'''

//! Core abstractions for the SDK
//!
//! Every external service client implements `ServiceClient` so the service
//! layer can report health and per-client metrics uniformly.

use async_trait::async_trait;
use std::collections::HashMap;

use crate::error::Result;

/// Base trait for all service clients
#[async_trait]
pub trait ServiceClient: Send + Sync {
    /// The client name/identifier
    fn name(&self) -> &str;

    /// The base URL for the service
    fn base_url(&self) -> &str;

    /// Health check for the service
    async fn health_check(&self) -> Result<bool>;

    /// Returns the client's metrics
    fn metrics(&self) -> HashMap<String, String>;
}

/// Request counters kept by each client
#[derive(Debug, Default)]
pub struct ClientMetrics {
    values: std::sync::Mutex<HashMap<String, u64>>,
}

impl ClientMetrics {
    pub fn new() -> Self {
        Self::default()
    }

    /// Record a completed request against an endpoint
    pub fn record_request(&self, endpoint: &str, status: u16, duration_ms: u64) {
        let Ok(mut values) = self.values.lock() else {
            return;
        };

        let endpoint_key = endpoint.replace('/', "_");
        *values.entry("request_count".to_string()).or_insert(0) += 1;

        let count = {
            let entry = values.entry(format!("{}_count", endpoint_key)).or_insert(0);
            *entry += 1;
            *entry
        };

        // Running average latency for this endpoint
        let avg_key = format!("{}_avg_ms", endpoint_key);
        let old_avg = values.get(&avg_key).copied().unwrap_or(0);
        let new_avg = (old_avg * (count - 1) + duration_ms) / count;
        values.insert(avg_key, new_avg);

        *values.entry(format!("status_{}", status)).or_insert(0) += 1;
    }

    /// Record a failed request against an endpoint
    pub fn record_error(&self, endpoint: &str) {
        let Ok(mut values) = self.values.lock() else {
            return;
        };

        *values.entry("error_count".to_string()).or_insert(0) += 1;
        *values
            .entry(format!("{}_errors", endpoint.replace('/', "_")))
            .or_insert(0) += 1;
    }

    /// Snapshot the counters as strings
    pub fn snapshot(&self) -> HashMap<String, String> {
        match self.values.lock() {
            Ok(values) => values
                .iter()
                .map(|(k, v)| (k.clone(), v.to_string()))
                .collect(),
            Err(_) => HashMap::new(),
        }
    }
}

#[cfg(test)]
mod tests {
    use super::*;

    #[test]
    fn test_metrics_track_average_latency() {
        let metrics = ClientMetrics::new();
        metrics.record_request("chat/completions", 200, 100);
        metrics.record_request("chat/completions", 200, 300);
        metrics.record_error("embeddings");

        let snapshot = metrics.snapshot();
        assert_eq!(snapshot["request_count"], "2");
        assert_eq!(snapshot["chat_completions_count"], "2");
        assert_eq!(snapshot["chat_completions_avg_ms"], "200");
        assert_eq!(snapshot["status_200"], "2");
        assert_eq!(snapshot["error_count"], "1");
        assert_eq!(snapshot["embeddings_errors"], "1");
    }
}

'''

Transcribe all entries word for word.

Solution:
//! Core abstractions for the SDK
//!
//! Every external service client implements `ServiceClient` so the service
//! layer can report health and per-client metrics uniformly.

use async_trait::async_trait;
use std::collections::HashMap;

use crate::error::Result;

/// Base trait for all service clients
#[async_trait]
pub trait ServiceClient: Send + Sync {
    /// The client name/identifier
    fn name(&self) -> &str;

    /// The base URL for the service
    fn base_url(&self) -> &str;

    /// Health check for the service
    async fn health_check(&self) -> Result<bool>;

    /// Returns the client's metrics
    fn metrics(&self) -> HashMap<String, String>;
}

/// Request counters kept by each client
#[derive(Debug, Default)]
pub struct ClientMetrics {
    values: std::sync::Mutex<HashMap<String, u64>>,
}

impl ClientMetrics {
    pub fn new() -> Self {
        Self::default()
    }

    /// Record a completed request against an endpoint
    pub fn record_request(&self, endpoint: &str, status: u16, duration_ms: u64) {
        let Ok(mut values) = self.values.lock() else {
            return;
        };

        let endpoint_key = endpoint.replace('/', "_");
        *values.entry("request_count".to_string()).or_insert(0) += 1;

        let count = {
            let entry = values.entry(format!("{}_count", endpoint_key)).or_insert(0);
            *entry += 1;
            *entry
        };

        // Running average latency for this endpoint
        let avg_key = format!("{}_avg_ms", endpoint_key);
        let old_avg = values.get(&avg_key).copied().unwrap_or(0);
        let new_avg = (old_avg * (count - 1) + duration_ms) / count;
        values.insert(avg_key, new_avg);

        *values.entry(format!("status_{}", status)).or_insert(0) += 1;
    }

    /// Record a failed request against an endpoint
    pub fn record_error(&self, endpoint: &str) {
        let Ok(mut values) = self.values.lock() else {
            return;
        };

        *values.entry("error_count".to_string()).or_insert(0) += 1;
        *values
            .entry(format!("{}_errors", endpoint.replace('/', "_")))
            .or_insert(0) += 1;
    }

    /// Snapshot the counters as strings
    pub fn snapshot(&self) -> HashMap<String, String> {
        match self.values.lock() {
            Ok(values) => values
                .iter()
                .map(|(k, v)| (k.clone(), v.to_string()))
                .collect(),
            Err(_) => HashMap::new(),
        }
    }
}

#[cfg(test)]
mod tests {
    use super::*;

    #[test]
    fn test_metrics_track_average_latency() {
        let metrics = ClientMetrics::new();
        metrics.record_request("chat/completions", 200, 100);
        metrics.record_request("chat/completions", 200, 300);
        metrics.record_error("embeddings");

        let snapshot = metrics.snapshot();
        assert_eq!(snapshot["request_count"], "2");
        assert_eq!(snapshot["chat_completions_count"], "2");
        assert_eq!(snapshot["chat_completions_avg_ms"], "200");
        assert_eq!(snapshot["status_200"], "2");
        assert_eq!(snapshot["error_count"], "1");
        assert_eq!(snapshot["embeddings_errors"], "1");
    }
}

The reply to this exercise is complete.